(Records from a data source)
*-*-*

#![deny(clippy::all, clippy::pedantic)]
//! # Reacher Runtime
//!
//! Runs reacher episodes with a scripted policy and reports reward and
//! telemetry. Episode parameters can be edited while it runs when started
//! with `--watch`; changes apply from the next episode.

mod config;
mod watcher;

use std::fs;
use std::path::PathBuf;

use anyhow::{Context, Result};
use clap::{Parser, ValueEnum};
use reacher::{Arena, EpisodeSummary, PolicyKind, StatsCollector};
use serde::Serialize;

use crate::config::{reload_parameters, resolve_parameters, RuntimeConfig};

#[derive(Parser, Debug)]
#[command(name = "runtime", version, about = "Run two-link reacher episodes")]
struct Cli {
    /// JSON runtime config
    #[arg(long)]
    config: Option<PathBuf>,
    /// JSON object of episode parameters, layered over the config
    #[arg(long)]
    params: Option<PathBuf>,
    /// Reload the parameter file between episodes when it changes
    #[arg(long, requires = "params")]
    watch: bool,
    #[arg(long)]
    episodes: Option<u32>,
    #[arg(long)]
    max_steps: Option<u32>,
    /// Seed for the agent's goal placement
    #[arg(long)]
    seed: Option<u64>,
    #[arg(long, value_enum)]
    policy: Option<PolicyArg>,
    /// Episode parameter override, repeatable
    #[arg(long = "param", value_name = "KEY=VALUE")]
    param_overrides: Vec<String>,
    /// Write episode summaries and stats as JSON
    #[arg(long)]
    stats_out: Option<PathBuf>,
}

#[derive(Copy, Clone, Debug, ValueEnum)]
enum PolicyArg {
    Random,
    Zero,
}

impl From<PolicyArg> for PolicyKind {
    fn from(arg: PolicyArg) -> Self {
        match arg {
            PolicyArg::Random => PolicyKind::Random,
            PolicyArg::Zero => PolicyKind::Zero,
        }
    }
}

#[derive(Serialize)]
struct RunReport<'a> {
    episodes: &'a [EpisodeSummary],
    stats: &'a StatsCollector,
}

fn main() -> Result<()> {
    tracing_subscriber::fmt::init();
    let cli = Cli::parse();

    let mut config = match &cli.config {
        Some(path) => RuntimeConfig::load(path)?,
        None => RuntimeConfig::default(),
    };
    if let Some(episodes) = cli.episodes {
        config.episodes = episodes;
    }
    if let Some(max_steps) = cli.max_steps {
        config.arena.max_steps = max_steps;
    }
    if let Some(seed) = cli.seed {
        config.arena.seed = seed;
    }
    if let Some(policy) = cli.policy {
        config.policy = policy.into();
    }
    if cli.stats_out.is_some() {
        config.stats_out.clone_from(&cli.stats_out);
    }

    run(&cli, &config)
}

fn run(cli: &Cli, config: &RuntimeConfig) -> Result<()> {
    let params = resolve_parameters(&config.parameters, cli.params.as_deref(), &cli.param_overrides)?;
    let mut arena = Arena::new(config.arena.clone(), params).context("cannot build arena")?;
    let mut policy = config.policy.build(config.policy_seed);

    let param_watcher = match (&cli.params, cli.watch) {
        (Some(path), true) => Some(watcher::start(path)?),
        _ => None,
    };

    tracing::info!(
        episodes = config.episodes,
        max_steps = config.arena.max_steps,
        policy = ?config.policy,
        "Starting reacher run..."
    );

    let mut summaries = Vec::new();
    for _ in 0..config.episodes {
        if let (Some(path), Some(w)) = (&cli.params, &param_watcher) {
            if w.changed() {
                if let Some(params) = reload_parameters(&config.parameters, path, &cli.param_overrides) {
                    arena.update_parameters(params);
                }
            }
        }
        summaries.push(arena.run_episode(policy.as_mut())?);
    }

    let stats = arena.stats();
    for (key, summary) in stats.iter() {
        tracing::info!("{key}: {:.4} over {} samples", summary.value(), summary.count);
    }

    if let Some(path) = &config.stats_out {
        let report = RunReport { episodes: &summaries, stats: &stats };
        let json = serde_json::to_string_pretty(&report)?;
        fs::write(path, json).with_context(|| format!("cannot write {}", path.display()))?;
        tracing::info!("Stats written to {}", path.display());
    }
    Ok(())
}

*-*-*

- EXERCISE INSTRUCTIONS -
In the records, find every line that has the string "Option" and copy it.

- EXERCISE RESULT -
    config: Option<PathBuf>,
    params: Option<PathBuf>,
    episodes: Option<u32>,
    max_steps: Option<u32>,
    seed: Option<u64>,
    policy: Option<PolicyArg>,
    stats_out: Option<PathBuf>,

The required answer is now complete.